Dedicated to the creative legacy of Nobuyoshi Araki, the first issue of dada magazine champions mostly-female creatives and their nuanced explorations of sexuality
One of the most prolific figures of Japanese photography, Nobuyoshi Araki, is just as famous as he is infamous for the controversial nature of both his personality and art. In 2018, the photographer, known for exploring sex, death, and femininity, was accused of exploiting models by long-time muse Kaori. Araki denied the accusation, and though it may have tainted his reputation, it has not stopped his work from being exhibited and celebrated worldwide.
Still, given the controversy surrounding his life and work, at first glance, Araki seems an odd choice for a progressive magazine to dedicate their entire first issue to. “We wanted something challenging,” says editor-in-chief Valeria Della Valle, addressing how many people did not agree with the theme. “But dada is about visual subcultures, and words,” she says. “I do not want the magazine to just be a bunch of nice images.

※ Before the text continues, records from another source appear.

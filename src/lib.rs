//! # galaxy - procedural particle galaxies
//!
//! Generates a spiral galaxy as a cloud of colored points and shows it in a
//! wgpu viewport with orbit controls and a live control panel.
//!
//! ## Quick Start
//!
//! ```ignore
//! use galaxy::prelude::*;
//!
//! fn main() -> Result<(), ViewerError> {
//!     Viewer::new()
//!         .with_params(GalaxyParams {
//!             branches: 5,
//!             spin: -1.5,
//!             ..Default::default()
//!         })
//!         .run()
//! }
//! ```
//!
//! ## Generation
//!
//! [`generate`] places `count` particles on `branches` evenly spaced arms at
//! a uniformly random radius, twists each arm by `spin` radians per unit of
//! radius, and jitters every axis by `uniform^randomness_power * ±1 *
//! randomness`. Colors fade from `inside_color` at the core to
//! `outside_color` at the rim. Use [`generate_with`] and a seeded RNG for
//! reproducible clouds:
//!
//! ```ignore
//! use rand::{rngs::SmallRng, SeedableRng};
//!
//! let cloud = galaxy::generate_with(&GalaxyParams::default(), &mut SmallRng::seed_from_u64(1))?;
//! assert_eq!(cloud.len(), 100_000);
//! ```
//!
//! ## Regeneration
//!
//! The control panel edits the single [`GalaxyParams`] in place and reports
//! every edit as a [`ParamChange`]. [`GalaxyHost`] ignores provisional edits
//! (a slider still being dragged) and regenerates once per settled edit,
//! disposing the previous cloud before the new one becomes live.
//!
//! ## Viewer controls
//!
//! | Input | Action |
//! |-------|--------|
//! | Left drag | Orbit |
//! | Right drag | Pan |
//! | Wheel | Zoom |
//! | Double-click | Toggle fullscreen |
//! | Escape | Leave fullscreen |
//! | H | Show or hide the panel |

pub mod color;
pub mod config;
pub mod controls;
pub mod error;
pub mod galaxy;
pub mod gpu;
pub mod host;
pub mod input;
pub mod panel;
pub mod params;
pub mod render_loop;
pub mod scene;
pub mod shader;
pub mod time;
mod viewer;
pub mod viewport;
pub mod visuals;
mod window;

pub use color::Color;
pub use config::ViewerConfig;
pub use controls::OrbitControls;
pub use error::{ColorParseError, ConfigError, GpuError, ViewerError};
pub use galaxy::{generate, generate_with, generate_with_colors, PointCloud, PointVertex};
pub use glam::{Vec2, Vec3};
pub use gpu::camera::PerspectiveCamera;
pub use host::{GalaxyHost, ParamChange};
pub use params::{GalaxyParams, ParamField};
pub use render_loop::{LoopControl, RenderLoop, StopHandle};
pub use scene::{Dispose, PointsUploader, Scene};
pub use viewer::Viewer;
pub use viewport::Viewport;
pub use visuals::{BlendMode, PointsMaterial};

/// Convenient imports for embedding the viewer.
///
/// ```ignore
/// use galaxy::prelude::*;
/// ```
pub mod prelude {
    pub use crate::color::Color;
    pub use crate::config::ViewerConfig;
    pub use crate::error::ViewerError;
    pub use crate::galaxy::{generate, generate_with, PointCloud};
    pub use crate::host::ParamChange;
    pub use crate::params::{GalaxyParams, ParamField};
    pub use crate::viewer::Viewer;
    pub use crate::{Vec2, Vec3};
}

Those images, they have a message behind them, and they have to invite reflection.”
The publication is large in size — it feels more like a photobook than a magazine — with full-bleed photographs that give room for an immersive experience of both the art and journalism. Following a section of long-form interviews is a wealth of photo spreads. Each is named after one of Araki’s seminal photobooks — some are newly commissioned fashion editorials, styled by founder and creative director Xandar Ang, while others are photo series that relate to the themes of sexuality and taboo, such as Tiane Doan na Champassak’s abstract series of figurative photography.
“The message is that it’s not about sex being a bad thing, it’s about using sex in the right way. Sexuality and desire are healthy and no woman or man should be ashamed of them”

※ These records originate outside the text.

use bytemuck::{Pod, Zeroable};
use glam::Mat4;

use crate::visuals::PointsMaterial;

pub const SHADER_SOURCE: &str = include_str!("points.wgsl");
/// Full-screen pass copying the scene target onto the swapchain.
pub const UPSCALE_SHADER_SOURCE: &str = include_str!("upscale.wgsl");

/// Per-frame camera data, bind group 0.
#[repr(C)]
#[derive(Debug, Copy, Clone, Pod, Zeroable)]
pub struct CameraUniforms {
    pub view_proj: [[f32; 4]; 4],
    /// Scene target width and height in device pixels, pixel ratio, unused.
    pub viewport: [f32; 4],
}

impl CameraUniforms {
    pub fn new(view_proj: Mat4, width: u32, height: u32, pixel_ratio: f32) -> Self {
        Self {
            view_proj: view_proj.to_cols_array_2d(),
            viewport: [width as f32, height as f32, pixel_ratio, 0.0],
        }
    }
}

/// Per-cloud material data, bind group 1.
#[repr(C)]
#[derive(Debug, Copy, Clone, Pod, Zeroable)]
pub struct MaterialUniforms {
    pub size: f32,
    pub size_attenuation: u32,
    pub vertex_colors: u32,
    pub _pad: u32,
}

impl From<&PointsMaterial> for MaterialUniforms {
    fn from(material: &PointsMaterial) -> Self {
        Self {
            size: material.size,
            size_attenuation: material.size_attenuation as u32,
            vertex_colors: material.vertex_colors as u32,
            _pad: 0,
        }
    }
}

#[cfg(test)]
mod tests {
    use super::*;

    #[test]
    fn test_uniform_sizes_match_wgsl_layout() {
        assert_eq!(std::mem::size_of::<CameraUniforms>(), 80);
        assert_eq!(std::mem::size_of::<MaterialUniforms>(), 16);
    }

    #[test]
    fn test_material_flags() {
        let uniforms = MaterialUniforms::from(&PointsMaterial::galaxy(0.05));
        assert_eq!(uniforms.size, 0.05);
        assert_eq!(uniforms.size_attenuation, 1);
        assert_eq!(uniforms.vertex_colors, 1);
    }

    #[test]
    fn test_camera_viewport() {
        let uniforms = CameraUniforms::new(Mat4::IDENTITY, 1600, 900, 2.0);
        assert_eq!(uniforms.viewport, [1600.0, 900.0, 2.0, 0.0]);
        assert_eq!(uniforms.view_proj[3][3], 1.0);
    }
}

The idea behind dada is to dedicate each issue to an artist or creative that they feel has shaped our modern sensibilities. Despite the controversy, it is safe to say that Araki has been hugely influential on contemporary practitioners who explore themes of sexuality, erotica and taboo.
What is most interesting about dada is that it navigates this influence through the work of mostly female contemporary creatives, including photographers Momo Okabe, Anna Sampson, and Luo Yang, erotic filmmaker Romy Alizée, shibari teacher and installation artist Gestalta, and erotic jewellery designer Betony Vernon.
“It turned out that this issue became very feminine,” Della Valle reflects. “For me, this was kind of a surprise, and something that I wanted to reflect on.” It was not that Della Valle was looking for female artists specifically, but she found that fewer male artists exploring sexuality in the same way. “The message is that it’s not about sex being a bad thing, it’s about using sex in the right way. Sexuality and desire are healthy and no woman or man should be ashamed of them.”